-------- Records to use --------

//! SQL migration definitions for the Prospector database.
//!
//! Migrations are applied in order on database open. Each migration has a
//! version number and a set of SQL statements executed within a transaction.

/// A database migration with a version and SQL statements.
pub(crate) struct Migration {
    pub version: u32,
    pub description: &'static str,
    pub sql: &'static str,
}

/// All migrations, in ascending version order.
pub(crate) fn all_migrations() -> Vec<Migration> {
    vec![Migration {
        version: 1,
        description: "Initial schema: icp_profiles, missions, generation_cache",
        sql: r#"
-- Schema version tracking
CREATE TABLE IF NOT EXISTS schema_migrations (
    version   INTEGER PRIMARY KEY,
    applied_at TEXT NOT NULL DEFAULT (datetime('now'))
);

-- Ideal customer profiles, one document per user
CREATE TABLE IF NOT EXISTS icp_profiles (
    user_id      TEXT PRIMARY KEY,
    payload_json TEXT NOT NULL,
    updated_at   TEXT NOT NULL
);

-- Mission documents, one per (user, slot), version-guarded writes
CREATE TABLE IF NOT EXISTS missions (
    user_id      TEXT NOT NULL,
    slot         TEXT NOT NULL,
    payload_json TEXT NOT NULL,
    version      INTEGER NOT NULL DEFAULT 1,
    created_at   TEXT NOT NULL,
    updated_at   TEXT NOT NULL,
    PRIMARY KEY (user_id, slot)
);

-- Generation result cache, so resumed missions never re-pay an LLM call
CREATE TABLE IF NOT EXISTS generation_cache (
    id          TEXT PRIMARY KEY,
    user_id     TEXT NOT NULL,
    prompt_hash TEXT NOT NULL,
    model_id    TEXT NOT NULL,
    result_json TEXT NOT NULL,
    created_at  TEXT NOT NULL,
    UNIQUE(user_id, prompt_hash, model_id)
);

CREATE INDEX IF NOT EXISTS idx_generation_cache_user ON generation_cache(user_id);

INSERT INTO schema_migrations (version) VALUES (1);
"#,
    }]
}
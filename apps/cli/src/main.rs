//! Prospector CLI — turn an Ideal Customer Profile into a validated,
//! campaign-ready outreach list.

mod commands;

use clap::Parser;
use color_eyre::eyre::Result;

use commands::Cli;

#[tokio::main]
async fn main() -> Result<()> {
    color_eyre::install()?;
    let cli = Cli::parse();
    commands::init_tracing(&cli);
    commands::run(cli).await
}
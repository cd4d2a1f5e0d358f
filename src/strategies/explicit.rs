use super::{replay, CallbackLog, ReductionBuffers, ReductionCommands, ReductionPlan, Strategy};
use crate::command::Command;
use crate::device::{Aspect, Device};
use crate::error::Result;
use crate::graph::{NodeId, TaskGraph};

/// Add the reduction pass to a new graph node by node.
///
/// Returns the graph and its completion node: copy-out, or `callback` when
/// one is given.
pub fn build_reduction_graph(
    commands: ReductionCommands,
    callback: Option<Command>,
) -> Result<(TaskGraph, NodeId)> {
    let graph = TaskGraph::new();

    let copy_in = graph.add(commands.copy_in, &[])?;
    let zero_partials = graph.add(commands.zero_partials, &[])?;
    let zero_result = graph.add(commands.zero_result, &[])?;
    let partial = graph.add(commands.partial_reduce, &[copy_in, zero_partials])?;
    let reduced = graph.add(commands.final_reduce, &[partial, zero_result])?;
    let mut completion = graph.add(commands.copy_out, &[reduced])?;

    if let Some(callback) = callback {
        completion = graph.add(callback, &[completion])?;
    }
    Ok((graph, completion))
}

/// Build the graph once, finalize it and replay it `plan.iterations` times
pub fn explicit_graph(
    device: &Device,
    buffers: &ReductionBuffers,
    plan: &ReductionPlan,
    callbacks: &CallbackLog,
) -> Result<Vec<f64>> {
    device.check_aspects(&[Aspect::Fp64, Aspect::TaskGraph])?;

    let callback = plan
        .host_callback
        .then(|| buffers.host_callback(Strategy::ExplicitGraph, callbacks));
    let (graph, _) = build_reduction_graph(buffers.commands(plan)?, callback)?;
    let exec = graph.finalize()?;

    replay(device, &exec, buffers, plan.iterations, Strategy::ExplicitGraph)
}

#[cfg(test)]
mod tests {
    use super::*;
    use crate::command::CommandKind;
    use crate::device::DeviceConfig;
    use crate::graph::GraphStage;

    fn setup(elements: usize) -> (Device, ReductionBuffers, ReductionPlan) {
        let config = crate::config::SampleConfig {
            elements,
            device: DeviceConfig {
                workers: Some(2),
                ..DeviceConfig::default()
            },
            ..Default::default()
        };
        let device = Device::emulated(&config.device).unwrap();
        let plan = ReductionPlan::from_config(&config);
        let buffers = ReductionBuffers::allocate(&device, &plan).unwrap();
        (device, buffers, plan)
    }

    #[test]
    fn test_graph_shape() {
        let (_device, buffers, plan) = setup(4096);
        let (graph, completion) =
            build_reduction_graph(buffers.commands(&plan).unwrap(), None).unwrap();

        assert_eq!(graph.node_count(), 6);
        assert_eq!(graph.sinks(), vec![completion]);
        assert_eq!(graph.command_kind(completion), Some(CommandKind::Copy));
        assert_eq!(graph.edges().len(), 5);
        assert_eq!(graph.stage(), GraphStage::Building);
    }

    #[test]
    fn test_callback_becomes_completion_node() {
        let (_device, buffers, plan) = setup(4096);
        let log = CallbackLog::default();
        let callback = buffers.host_callback(Strategy::ExplicitGraph, &log);
        let (graph, completion) =
            build_reduction_graph(buffers.commands(&plan).unwrap(), Some(callback)).unwrap();

        assert_eq!(graph.node_count(), 7);
        assert_eq!(graph.sinks(), vec![completion]);
        assert_eq!(graph.command_kind(completion), Some(CommandKind::HostTask));
    }

    #[test]
    fn test_replays_sum_input() {
        let (device, buffers, plan) = setup(1000);
        buffers.load_input(&vec![0.5; 1000]).unwrap();

        let sums = explicit_graph(&device, &buffers, &plan, &CallbackLog::default()).unwrap();
        assert_eq!(sums, vec![500.0; 3]);
    }
}
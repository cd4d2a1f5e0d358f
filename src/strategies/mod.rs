//! The reduction issued three ways
//!
//! All three strategies run the same six commands over the same buffers:
//! copy-in, zero-fill of the partials, zero-fill of the result, the partial
//! reduction, the final reduction and copy-out. They differ only in how the
//! dependencies between those commands reach the device.

mod captured;
mod direct;
mod explicit;

pub use captured::captured_graph;
pub use direct::direct_submit;
pub use explicit::{build_reduction_graph, explicit_graph};

use crate::command::Command;
use crate::config::SampleConfig;
use crate::device::Device;
use crate::error::Result;
use crate::graph::ExecutableGraph;
use crate::kernels::{FinalReduce, NdRange, PartialReduce, Sum};
use crate::memory::Buffer;
use parking_lot::Mutex;
use rand::rngs::StdRng;
use rand::{Rng, SeedableRng};
use std::fmt;
use std::sync::Arc;
use std::time::{Duration, Instant};
use tracing::info;

/// How the reduction is submitted
#[derive(Debug, Clone, Copy, PartialEq, Eq, Hash)]
pub enum Strategy {
    /// Independent submissions wired together with events
    DirectSubmit,
    /// Graph built node by node, finalized once, replayed
    ExplicitGraph,
    /// Graph recorded from a live queue, finalized once, replayed
    CapturedGraph,
}

impl Strategy {
    pub const ALL: [Strategy; 3] = [
        Strategy::DirectSubmit,
        Strategy::ExplicitGraph,
        Strategy::CapturedGraph,
    ];
}

impl fmt::Display for Strategy {
    fn fmt(&self, f: &mut fmt::Formatter<'_>) -> fmt::Result {
        let name = match self {
            Strategy::DirectSubmit => "direct-submit",
            Strategy::ExplicitGraph => "explicit-graph",
            Strategy::CapturedGraph => "captured-graph",
        };
        write!(f, "{}", name)
    }
}

/// Sums observed by the host-callback node, in completion order
pub type CallbackLog = Arc<Mutex<Vec<f64>>>;

/// Outcome of one strategy run
#[derive(Debug, Clone)]
pub struct StrategyReport {
    pub strategy: Strategy,
    pub elapsed: Duration,
    /// One sum per pass: one for direct submission, one per graph replay
    pub sums: Vec<f64>,
    /// Sums reported by the host-callback node, when enabled
    pub callback_sums: Vec<f64>,
}

impl StrategyReport {
    pub fn final_sum(&self) -> Option<f64> {
        self.sums.last().copied()
    }

    pub fn elapsed_ms(&self) -> f64 {
        self.elapsed.as_secs_f64() * 1000.0
    }
}

/// Launch geometry and pass count shared by the strategies
#[derive(Debug, Clone, Copy, PartialEq, Eq)]
pub struct ReductionPlan {
    pub elements: usize,
    /// Partial reduction launch
    pub range: NdRange,
    /// Final reduction launch, always a single group
    pub final_range: NdRange,
    /// Graph replays per graph strategy
    pub iterations: usize,
    pub host_callback: bool,
}

impl ReductionPlan {
    pub fn from_config(config: &SampleConfig) -> Self {
        Self {
            elements: config.elements,
            range: NdRange::new(config.num_groups(), config.group_size),
            final_range: NdRange::new(1, config.group_size),
            iterations: config.graph_launch_iterations,
            host_callback: config.host_callback,
        }
    }

    pub fn num_groups(&self) -> usize {
        self.range.num_groups
    }
}

/// Buffers allocated once and reused by every strategy and replay
#[derive(Debug, Clone)]
pub struct ReductionBuffers {
    pub input_host: Buffer<f32>,
    pub input_device: Buffer<f32>,
    pub partials: Buffer<f64>,
    pub result_device: Buffer<f64>,
    pub result_host: Buffer<f64>,
}

impl ReductionBuffers {
    pub fn allocate(device: &Device, plan: &ReductionPlan) -> Result<Self> {
        let buffers = Self {
            input_host: device.alloc_host(plan.elements)?,
            input_device: device.alloc_device(plan.elements)?,
            partials: device.alloc_device(plan.num_groups())?,
            result_device: device.alloc_scalar()?,
            result_host: device.alloc_host(1)?,
        };
        info!(
            "Allocated reduction buffers: {} elements, {} partials",
            plan.elements,
            plan.num_groups()
        );
        Ok(buffers)
    }

    /// Fill the host input
    pub fn load_input(&self, values: &[f32]) -> Result<()> {
        self.input_host.copy_from_slice(values)
    }

    /// Host copy of the result scalar
    pub fn host_result(&self) -> f64 {
        self.result_host.read()[0]
    }

    /// The six commands of one reduction pass
    pub fn commands(&self, plan: &ReductionPlan) -> Result<ReductionCommands> {
        Ok(ReductionCommands {
            copy_in: Command::copy(&self.input_host, &self.input_device)?,
            zero_partials: Command::fill(&self.partials, 0.0),
            zero_result: Command::fill(&self.result_device, 0.0),
            partial_reduce: Command::kernel(
                PartialReduce::<f32, Sum>::with_sizes(
                    &self.input_device,
                    &self.partials,
                    plan.elements,
                    plan.num_groups(),
                ),
                plan.range,
            )?,
            final_reduce: Command::kernel(
                FinalReduce::<Sum>::with_size(&self.partials, &self.result_device, plan.num_groups()),
                plan.final_range,
            )?,
            copy_out: Command::copy(&self.result_device, &self.result_host)?,
        })
    }

    /// Host task that reports the copied-out sum and appends it to `log`
    pub fn host_callback(&self, strategy: Strategy, log: &CallbackLog) -> Command {
        let result = self.result_host.clone();
        let log = log.clone();
        Command::host_task(format!("{} host callback", strategy), move || {
            let sum = result.read()[0];
            println!("[{}] Host callback final reduced sum = {:.6}", strategy, sum);
            log.lock().push(sum);
            Ok(())
        })
    }
}

/// Commands of one pass, built once and cloned into graphs or queues
#[derive(Debug, Clone)]
pub struct ReductionCommands {
    pub copy_in: Command,
    pub zero_partials: Command,
    pub zero_result: Command,
    pub partial_reduce: Command,
    pub final_reduce: Command,
    pub copy_out: Command,
}

/// Seeded uniform input in `[0, 1)`
pub fn generate_input(len: usize, seed: u64) -> Vec<f32> {
    let mut rng = StdRng::seed_from_u64(seed);
    (0..len).map(|_| rng.gen::<f32>()).collect()
}

/// Sequential double-precision sum
pub fn reference_sum(values: &[f32]) -> f64 {
    values.iter().map(|&v| v as f64).sum()
}

/// `|a - b| / |b|`, or `|a - b|` when `b` is zero
pub fn relative_error(a: f64, b: f64) -> f64 {
    let diff = (a - b).abs();
    if b == 0.0 {
        diff
    } else {
        diff / b.abs()
    }
}

/// Submit `graph` `iterations` times on a fresh queue, waiting for each replay
fn replay(
    device: &Device,
    graph: &ExecutableGraph,
    buffers: &ReductionBuffers,
    iterations: usize,
    strategy: Strategy,
) -> Result<Vec<f64>> {
    let exec_queue = device.create_queue();
    let mut sums = Vec::with_capacity(iterations);

    for iteration in 1..=iterations {
        exec_queue.submit_graph(graph)?.wait()?;
        let sum = buffers.host_result();
        info!("[{}] replay {}/{}: final reduced sum = {}", strategy, iteration, iterations, sum);
        sums.push(sum);
    }

    let replays = graph.finish()?;
    info!("[{}] graph {} retired after {} replays", strategy, graph.graph_id(), replays);
    Ok(sums)
}

/// Run one strategy over `buffers` and time it
pub fn run_strategy(
    strategy: Strategy,
    device: &Device,
    buffers: &ReductionBuffers,
    plan: &ReductionPlan,
) -> Result<StrategyReport> {
    info!("[{}] starting", strategy);
    let callbacks = CallbackLog::default();
    let start = Instant::now();

    let sums = match strategy {
        Strategy::DirectSubmit => vec![direct_submit(device, buffers, plan, &callbacks)?],
        Strategy::ExplicitGraph => explicit_graph(device, buffers, plan, &callbacks)?,
        Strategy::CapturedGraph => captured_graph(device, buffers, plan, &callbacks)?,
    };

    let elapsed = start.elapsed();
    let callback_sums = callbacks.lock().clone();
    info!("[{}] finished in {:?}", strategy, elapsed);

    Ok(StrategyReport {
        strategy,
        elapsed,
        sums,
        callback_sums,
    })
}

#[cfg(test)]
mod tests {
    use super::*;

    #[test]
    fn test_generate_input_is_seeded() {
        let a = generate_input(1000, 7);
        let b = generate_input(1000, 7);
        let c = generate_input(1000, 8);
        assert_eq!(a, b);
        assert_ne!(a, c);
        assert!(a.iter().all(|&v| (0.0..1.0).contains(&v)));
    }

    #[test]
    fn test_relative_error() {
        assert_eq!(relative_error(2.0, 2.0), 0.0);
        assert_eq!(relative_error(1.0, 0.0), 1.0);
        assert!((relative_error(101.0, 100.0) - 0.01).abs() < 1e-12);
    }

    #[test]
    fn test_plan_from_config() {
        let config = SampleConfig {
            elements: 10_000,
            group_size: 128,
            ..SampleConfig::default()
        };
        let plan = ReductionPlan::from_config(&config);
        assert_eq!(plan.range, NdRange::new(79, 128));
        assert_eq!(plan.final_range, NdRange::new(1, 128));
        assert_eq!(plan.iterations, 3);
    }

    #[test]
    fn test_strategy_names() {
        let names: Vec<String> = Strategy::ALL.iter().map(|s| s.to_string()).collect();
        assert_eq!(names, vec!["direct-submit", "explicit-graph", "captured-graph"]);
    }
}
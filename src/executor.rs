// Device command executor
// Dependency-resolving dispatch onto a fixed pool of device workers

use crate::command::Command;
use crate::error::{Result, RuntimeError};
use crate::event::Event;
use crossbeam_channel::{unbounded, Receiver, Sender};
use parking_lot::Mutex;
use std::sync::atomic::{AtomicU64, AtomicUsize, Ordering};
use std::sync::Arc;
use std::thread::JoinHandle;
use tracing::{debug, trace};

/// Ready-to-run unit of work for a device worker
struct Job {
    command: Command,
    completion: Event,
}

/// Executor counters
#[derive(Debug, Default)]
pub struct ExecutorStats {
    submitted: AtomicU64,
    executed: AtomicU64,
    failed: AtomicU64,
}

/// Snapshot of executor counters
#[derive(Debug, Clone, Copy, PartialEq, Eq)]
pub struct ExecutorSnapshot {
    pub submitted: u64,
    pub executed: u64,
    pub failed: u64,
}

impl ExecutorStats {
    pub fn snapshot(&self) -> ExecutorSnapshot {
        ExecutorSnapshot {
            submitted: self.submitted.load(Ordering::Relaxed),
            executed: self.executed.load(Ordering::Relaxed),
            failed: self.failed.load(Ordering::Relaxed),
        }
    }
}

/// Command held back until its wait list resolves
struct PendingCommand {
    remaining: AtomicUsize,
    failure: Mutex<Option<String>>,
    job: Mutex<Option<Job>>,
    ready: Sender<Job>,
    stats: Arc<ExecutorStats>,
}

impl PendingCommand {
    /// Count one dependency (or the submission guard) as resolved
    fn release(&self, outcome: std::result::Result<(), String>) {
        if let Err(reason) = outcome {
            self.failure.lock().get_or_insert(reason);
        }
        if self.remaining.fetch_sub(1, Ordering::AcqRel) != 1 {
            return;
        }

        let Some(job) = self.job.lock().take() else {
            return;
        };
        if let Some(reason) = self.failure.lock().take() {
            self.stats.failed.fetch_add(1, Ordering::Relaxed);
            job.completion
                .signal(Err(format!("dependency failed: {}", reason)));
            return;
        }

        trace!("Command ready: {}", job.command.label());
        if let Err(err) = self.ready.send(job) {
            self.stats.failed.fetch_add(1, Ordering::Relaxed);
            err.into_inner()
                .completion
                .signal(Err("device executor has shut down".to_string()));
        }
    }
}

/// Worker pool that runs commands once their dependencies complete
pub struct Executor {
    sender: Option<Sender<Job>>,
    workers: Vec<JoinHandle<()>>,
    stats: Arc<ExecutorStats>,
}

impl Executor {
    /// Spawn `num_workers` device workers
    pub fn new(num_workers: usize) -> Result<Self> {
        let num_workers = num_workers.max(1);
        let (sender, receiver) = unbounded::<Job>();
        let stats = Arc::new(ExecutorStats::default());

        let mut workers = Vec::with_capacity(num_workers);
        for id in 0..num_workers {
            let receiver = receiver.clone();
            let stats = stats.clone();
            let handle = std::thread::Builder::new()
                .name(format!("device-worker-{}", id))
                .spawn(move || worker_loop(receiver, stats))?;
            workers.push(handle);
        }

        debug!("Started device executor with {} workers", num_workers);
        Ok(Self {
            sender: Some(sender),
            workers,
            stats,
        })
    }

    pub fn worker_count(&self) -> usize {
        self.workers.len()
    }

    pub fn stats(&self) -> ExecutorSnapshot {
        self.stats.snapshot()
    }

    /// Submit `command`; it runs after every event in `wait_on` completes.
    ///
    /// All of `wait_on` must be live events.
    pub fn dispatch(&self, command: Command, wait_on: &[Event]) -> Result<Event> {
        let sender = self.sender.as_ref().ok_or(RuntimeError::ExecutorShutdown)?;
        if let Some(recorded) = wait_on.iter().find(|e| e.is_recorded()) {
            return Err(RuntimeError::Queue(format!(
                "cannot wait on {} outside of a recording",
                recorded.label()
            )));
        }

        let completion = Event::pending(command.label());
        debug!("Dispatch '{}' after {} event(s)", command.label(), wait_on.len());
        self.stats.submitted.fetch_add(1, Ordering::Relaxed);

        let pending = Arc::new(PendingCommand {
            // One extra count guards against dispatching before every
            // continuation has been registered.
            remaining: AtomicUsize::new(wait_on.len() + 1),
            failure: Mutex::new(None),
            job: Mutex::new(Some(Job {
                command,
                completion: completion.clone(),
            })),
            ready: sender.clone(),
            stats: self.stats.clone(),
        });

        for event in wait_on {
            let pending = pending.clone();
            event.on_complete(Box::new(move |outcome| pending.release(outcome)))?;
        }
        pending.release(Ok(()));

        Ok(completion)
    }
}

fn worker_loop(receiver: Receiver<Job>, stats: Arc<ExecutorStats>) {
    while let Ok(job) = receiver.recv() {
        let outcome = job.command.execute().map_err(|e| e.to_string());
        match &outcome {
            Ok(()) => {
                stats.executed.fetch_add(1, Ordering::Relaxed);
            }
            Err(reason) => {
                stats.failed.fetch_add(1, Ordering::Relaxed);
                debug!("Command '{}' failed: {}", job.command.label(), reason);
            }
        }
        job.completion.signal(outcome);
    }
}

impl Drop for Executor {
    fn drop(&mut self) {
        // Workers drain the channel and exit once every sender is gone.
        drop(self.sender.take());
        for handle in self.workers.drain(..) {
            let _ = handle.join();
        }
        debug!("Device executor stopped");
    }
}

#[cfg(test)]
mod tests {
    use super::*;
    use crate::event::EventStatus;

    fn record(log: &Arc<Mutex<Vec<&'static str>>>, name: &'static str) -> Command {
        let log = log.clone();
        Command::host_task(name, move || {
            log.lock().push(name);
            Ok(())
        })
    }

    #[test]
    fn test_dependencies_order_execution() {
        let executor = Executor::new(4).unwrap();
        let log = Arc::new(Mutex::new(Vec::new()));

        let gate = Event::pending("gate");
        let a = executor.dispatch(record(&log, "a"), &[gate.clone()]).unwrap();
        let b = executor.dispatch(record(&log, "b"), &[a.clone()]).unwrap();
        let c = executor.dispatch(record(&log, "c"), &[a, b.clone()]).unwrap();

        assert!(log.lock().is_empty());
        gate.signal(Ok(()));
        c.wait().unwrap();

        assert_eq!(*log.lock(), vec!["a", "b", "c"]);
        assert_eq!(executor.stats().executed, 3);
    }

    #[test]
    fn test_failure_skips_dependents() {
        let executor = Executor::new(2).unwrap();
        let log = Arc::new(Mutex::new(Vec::new()));

        let bad = executor
            .dispatch(
                Command::host_task("bad", || Err(RuntimeError::Queue("nope".into()))),
                &[],
            )
            .unwrap();
        let after = executor.dispatch(record(&log, "after"), &[bad.clone()]).unwrap();

        assert!(after.wait().is_err());
        assert_eq!(bad.status(), EventStatus::Failed);
        assert!(log.lock().is_empty());
        assert_eq!(executor.stats().failed, 2);
    }

    #[test]
    fn test_recorded_events_rejected() {
        let executor = Executor::new(1).unwrap();
        let recorded = Event::recorded(1, crate::graph::NodeId::new(0));
        assert!(executor.dispatch(Command::barrier(), &[recorded]).is_err());
    }

    #[test]
    fn test_drop_drains_pending_work() {
        let log = Arc::new(Mutex::new(Vec::new()));
        {
            let executor = Executor::new(2).unwrap();
            for _ in 0..16 {
                executor.dispatch(record(&log, "x"), &[]).unwrap();
            }
        }
        assert_eq!(log.lock().len(), 16);
    }
}
//! Error types for the emulated accelerator runtime

use thiserror::Error;

/// Main error type for device, queue and graph operations
#[derive(Error, Debug)]
pub enum RuntimeError {
    /// Device task-graph support is below the required level
    #[error("device graph support level {found} is insufficient (requires {required})")]
    UnsupportedDevice {
        /// Support level reported by the device
        found: u32,
        /// Minimum level required
        required: u32,
    },

    /// Device is missing a required aspect (fp64, task-graph, ...)
    #[error("device '{device}' lacks required aspect: {aspect}")]
    MissingAspect {
        /// Device name
        device: String,
        /// Missing aspect
        aspect: String,
    },

    /// No enumerated device satisfies the selector
    #[error("no device matches the requested capabilities")]
    NoDevice,

    /// Kernel launch configuration rejected
    #[error("invalid launch configuration: {0}")]
    InvalidLaunch(String),

    /// Buffer misuse (size mismatch, aliasing, ...)
    #[error("buffer error: {0}")]
    Buffer(String),

    /// Device memory budget exhausted
    #[error("device memory exhausted: requested {requested_mb:.2}MB, available {available_mb:.2}MB")]
    OutOfMemory {
        /// Requested size in MB
        requested_mb: f64,
        /// Remaining budget in MB
        available_mb: f64,
    },

    /// Task graph misuse
    #[error("graph error: {0}")]
    Graph(String),

    /// Queue misuse
    #[error("queue error: {0}")]
    Queue(String),

    /// A submitted command failed, or one of its dependencies did
    #[error("command '{name}' failed: {reason}")]
    CommandFailed {
        /// Command label
        name: String,
        /// Failure reason
        reason: String,
    },

    /// Device workers are gone
    #[error("device executor has shut down")]
    ExecutorShutdown,

    /// Invalid sample configuration
    #[error("configuration error: {0}")]
    Config(String),

    /// IO error while reading configuration
    #[error("IO error: {0}")]
    Io(#[from] std::io::Error),

    /// Malformed TOML configuration
    #[error("TOML error: {0}")]
    Toml(#[from] toml::de::Error),
}

/// Result type alias for runtime operations
pub type Result<T> = std::result::Result<T, RuntimeError>;

impl RuntimeError {
    /// True for the startup condition the binary reports and exits on cleanly
    pub fn is_unsupported_device(&self) -> bool {
        matches!(self, Self::UnsupportedDevice { .. } | Self::NoDevice)
    }

    /// Check if the caller can fix this by changing its inputs
    pub fn is_recoverable(&self) -> bool {
        matches!(
            self,
            Self::InvalidLaunch(_) | Self::Config(_) | Self::Graph(_) | Self::Queue(_)
        )
    }

    pub(crate) fn command_failed(name: impl Into<String>, reason: impl Into<String>) -> Self {
        Self::CommandFailed {
            name: name.into(),
            reason: reason.into(),
        }
    }
}

#[cfg(test)]
mod tests {
    use super::*;

    #[test]
    fn test_unsupported_device_message() {
        let err = RuntimeError::UnsupportedDevice { found: 0, required: 1 };
        assert!(err.is_unsupported_device());
        assert!(!err.is_recoverable());
        assert_eq!(
            err.to_string(),
            "device graph support level 0 is insufficient (requires 1)"
        );
    }

    #[test]
    fn test_recoverable_classification() {
        assert!(RuntimeError::InvalidLaunch("x".into()).is_recoverable());
        assert!(!RuntimeError::ExecutorShutdown.is_recoverable());
    }
}
use super::{replay, CallbackLog, ReductionBuffers, ReductionPlan, Strategy};
use crate::device::{Aspect, Device};
use crate::error::Result;
use crate::graph::TaskGraph;
use tracing::debug;

/// Record the reduction pass from a live queue, finalize it and replay it
/// `plan.iterations` times on a separate execution queue.
///
/// The wait lists passed while recording become the graph's edges, so the
/// recorded graph has the same shape as the explicitly built one.
pub fn captured_graph(
    device: &Device,
    buffers: &ReductionBuffers,
    plan: &ReductionPlan,
    callbacks: &CallbackLog,
) -> Result<Vec<f64>> {
    device.check_aspects(&[Aspect::Fp64, Aspect::TaskGraph])?;
    let commands = buffers.commands(plan)?;

    let capture_queue = device.create_queue();
    let graph = TaskGraph::new();

    graph.record(&capture_queue, |q| {
        let copy_in = q.submit(commands.copy_in, &[])?;
        let zero_partials = q.submit(commands.zero_partials, &[])?;
        let zero_result = q.submit(commands.zero_result, &[])?;
        let partial = q.submit(commands.partial_reduce, &[copy_in, zero_partials])?;
        let reduced = q.submit(commands.final_reduce, &[partial, zero_result])?;
        let copy_out = q.submit(commands.copy_out, &[reduced])?;

        if plan.host_callback {
            q.submit(
                buffers.host_callback(Strategy::CapturedGraph, callbacks),
                &[copy_out],
            )?;
        }
        Ok(())
    })?;
    debug!(
        "[{}] recorded {} nodes from queue {}",
        Strategy::CapturedGraph,
        graph.node_count(),
        capture_queue.id()
    );

    let exec = graph.finalize()?;
    replay(device, &exec, buffers, plan.iterations, Strategy::CapturedGraph)
}
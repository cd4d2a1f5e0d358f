use super::{CallbackLog, ReductionBuffers, ReductionPlan, Strategy};
use crate::device::{Aspect, Device};
use crate::error::Result;
use tracing::{debug, info};

/// One reduction pass submitted command by command over three queues.
///
/// A barrier on the first queue is the common start point; the other two
/// queues fork from it to zero the partials and the result while the input
/// is copied in. Returns the copied-out sum.
pub fn direct_submit(
    device: &Device,
    buffers: &ReductionBuffers,
    plan: &ReductionPlan,
    callbacks: &CallbackLog,
) -> Result<f64> {
    device.check_aspects(&[Aspect::Fp64])?;
    let commands = buffers.commands(plan)?;

    let q1 = device.create_queue();
    let q2 = device.create_queue();
    let q3 = device.create_queue();

    let fork = q1.barrier(&[])?;
    let joined2 = q2.barrier(&[fork.clone()])?;
    let joined3 = q3.barrier(&[fork.clone()])?;

    let copy_in = q1.submit(commands.copy_in, &[fork])?;
    let zero_partials = q2.submit(commands.zero_partials, &[joined2])?;
    let zero_result = q3.submit(commands.zero_result, &[joined3])?;

    let partial = q1.submit(commands.partial_reduce, &[copy_in, zero_partials])?;
    let reduced = q1.submit(commands.final_reduce, &[partial, zero_result])?;
    let mut done = q1.submit(commands.copy_out, &[reduced])?;

    if plan.host_callback {
        done = q1.submit(buffers.host_callback(Strategy::DirectSubmit, callbacks), &[done])?;
    }
    debug!("[{}] all commands submitted", Strategy::DirectSubmit);

    done.wait()?;
    let sum = buffers.host_result();
    info!("[{}] final reduced sum = {}", Strategy::DirectSubmit, sum);

    // Dropping the queues drains them.
    drop(q3);
    drop(q2);
    drop(q1);
    Ok(sum)
}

--------

From the entries above, restate word for word the lines from the line containing "workers.push(handle);" to the line containing "pub fn dispatch(&self, command: Command, wait_on: &[Event])", both ends included, and nothing more.

            workers.push(handle);
        }

        debug!("Started device executor with {} workers", num_workers);
        Ok(Self {
            sender: Some(sender),
            workers,
            stats,
        })
    }

    pub fn worker_count(&self) -> usize {
        self.workers.len()
    }

    pub fn stats(&self) -> ExecutorSnapshot {
        self.stats.snapshot()
    }

    /// Submit `command`; it runs after every event in `wait_on` completes.
    ///
    /// All of `wait_on` must be live events.
    pub fn dispatch(&self, command: Command, wait_on: &[Event]) -> Result<Event> {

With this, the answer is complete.